* [PROBLEM REQUIREMENTS]
Every line from the one containing "message without blocking." to the end of the records below, written out word for word, is the whole answer.

* [RECORDS TO PROCESS]
┌──

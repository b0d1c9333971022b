use std::path::PathBuf;

use clap::{Parser, Subcommand};

#[derive(Parser, Debug)]
#[command(name = "audioplayer", version)]
pub struct Args {
    #[command(subcommand)]
    pub cmd: Command,

    /// Player config file (TOML)
    #[arg(long)]
    pub config: Option<PathBuf>,
}

#[derive(Subcommand, Debug)]
pub enum Command {
    /// Play resources as one playlist on the simulated backend, printing
    /// playback updates as JSON lines
    Play {
        /// Files or http(s) URLs, in playlist order
        #[arg(required = true)]
        resources: Vec<String>,

        /// MIME type for every resource (required for URLs)
        #[arg(long)]
        format: Option<String>,

        /// Volume percent (1..=100)
        #[arg(long)]
        volume: Option<u8>,

        /// Restart the playlist when it ends
        #[arg(long)]
        repeat: bool,

        /// Reshuffle on restart (with --repeat)
        #[arg(long)]
        shuffle: bool,

        /// Start paused
        #[arg(long)]
        paused: bool,

        /// Processing tick period in milliseconds
        #[arg(long, default_value_t = 100)]
        tick_ms: u64,

        /// Simulated track length in ticks
        #[arg(long, default_value_t = 50)]
        track_ticks: u32,
    },

    /// List supported formats and their stages
    Formats,
}
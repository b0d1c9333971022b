//! Media backend abstraction.
//!
//! Implementations own the real decode/output machinery. The player only sees
//! opaque chain and stage handles, a state machine and a non-blocking bus.

pub mod memory;

use std::time::Duration;

use thiserror::Error;

/// Handle to a processing chain owned by the backend.
#[derive(Clone, Copy, Debug, PartialEq, Eq, Hash)]
pub struct ChainId(pub u64);

/// Handle to one stage inside a chain.
#[derive(Clone, Copy, Debug, PartialEq, Eq, Hash)]
pub struct StageId(pub u64);

/// Backend chain state. `Ready` is a transient waypoint and never observable.
#[derive(Clone, Copy, Debug, PartialEq, Eq)]
pub enum BackendState {
    Null,
    Ready,
    Paused,
    Playing,
}

/// Stage property assignments used by the player.
#[derive(Clone, Debug, PartialEq)]
pub enum StageProperty {
    /// Source location (file path or URL).
    Location(String),
    /// Linear gain, `1.0` is unity.
    Volume(f64),
    /// Progress probe reporting period in seconds.
    UpdateFreq(u32),
    /// Progress probe console output toggle.
    Silent(bool),
}

impl StageProperty {
    /// Property name as known to the backend.
    pub fn key(&self) -> &'static str {
        match self {
            StageProperty::Location(_) => "location",
            StageProperty::Volume(_) => "volume",
            StageProperty::UpdateFreq(_) => "update-freq",
            StageProperty::Silent(_) => "silent",
        }
    }
}

/// Typed tag value carried by a [`BusMessage::Tag`].
#[derive(Clone, Debug, PartialEq, Eq)]
pub enum TagValue {
    Text(String),
    UInt(u32),
    Date { year: i32 },
}

/// Ordered `(tag name, value)` pairs from one tag message.
pub type TagList = Vec<(String, TagValue)>;

/// Asynchronous message popped from a chain bus.
#[derive(Clone, Debug, PartialEq)]
pub enum BusMessage {
    Eos,
    StateChanged {
        old: BackendState,
        new: BackendState,
        pending: Option<BackendState>,
    },
    Error {
        message: String,
        debug: Option<String>,
    },
    Tag(TagList),
    DurationChanged,
    /// Anything the player does not act on (buffering, clock, ...).
    Other(String),
}

#[derive(Clone, Debug, PartialEq, Eq, Error)]
pub enum BackendError {
    /// No stage factory with this name is available.
    #[error("stage factory {0:?} unavailable")]
    FactoryUnavailable(String),
    #[error("unknown chain {0:?}")]
    UnknownChain(ChainId),
    #[error("unknown stage {0:?}")]
    UnknownStage(StageId),
    #[error("cannot link {from:?} to {to:?}")]
    LinkFailed { from: StageId, to: StageId },
    /// The requested state change was refused.
    #[error("state change refused: {0}")]
    StateChange(String),
}

/// Chain construction, state control and bus access.
///
/// Methods take `&self`; implementations keep their own interior state.
pub trait MediaBackend {
    /// Create an empty chain with the given name.
    fn new_chain(&self, name: &str) -> Result<ChainId, BackendError>;
    /// Instantiate a stage from `factory` and add it to `chain`.
    fn make_stage(
        &self,
        chain: ChainId,
        factory: &str,
        name: &str,
    ) -> Result<StageId, BackendError>;
    fn link(&self, from: StageId, to: StageId) -> Result<(), BackendError>;
    fn unlink(&self, from: StageId, to: StageId) -> Result<(), BackendError>;
    /// Remove a stage from its chain and free it.
    fn remove_stage(&self, chain: ChainId, stage: StageId) -> Result<(), BackendError>;
    /// Free the chain and anything still attached to it.
    fn release_chain(&self, chain: ChainId);
    fn set_state(&self, chain: ChainId, state: BackendState) -> Result<(), BackendError>;
    fn state(&self, chain: ChainId) -> Result<BackendState, BackendError>;
    /// Pop the next bus message without blocking.
    fn pop_message(&self, chain: ChainId) -> Option<BusMessage>;
    fn query_duration(&self, chain: ChainId) -> Option<Duration>;
    fn set_property(&self, stage: StageId, property: StageProperty) -> Result<(), BackendError>;
}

└──

* [OUTPUT BELOW]
    /// Pop the next bus message without blocking.
    fn pop_message(&self, chain: ChainId) -> Option<BusMessage>;
    fn query_duration(&self, chain: ChainId) -> Option<Duration>;
    fn set_property(&self, stage: StageId, property: StageProperty) -> Result<(), BackendError>;
}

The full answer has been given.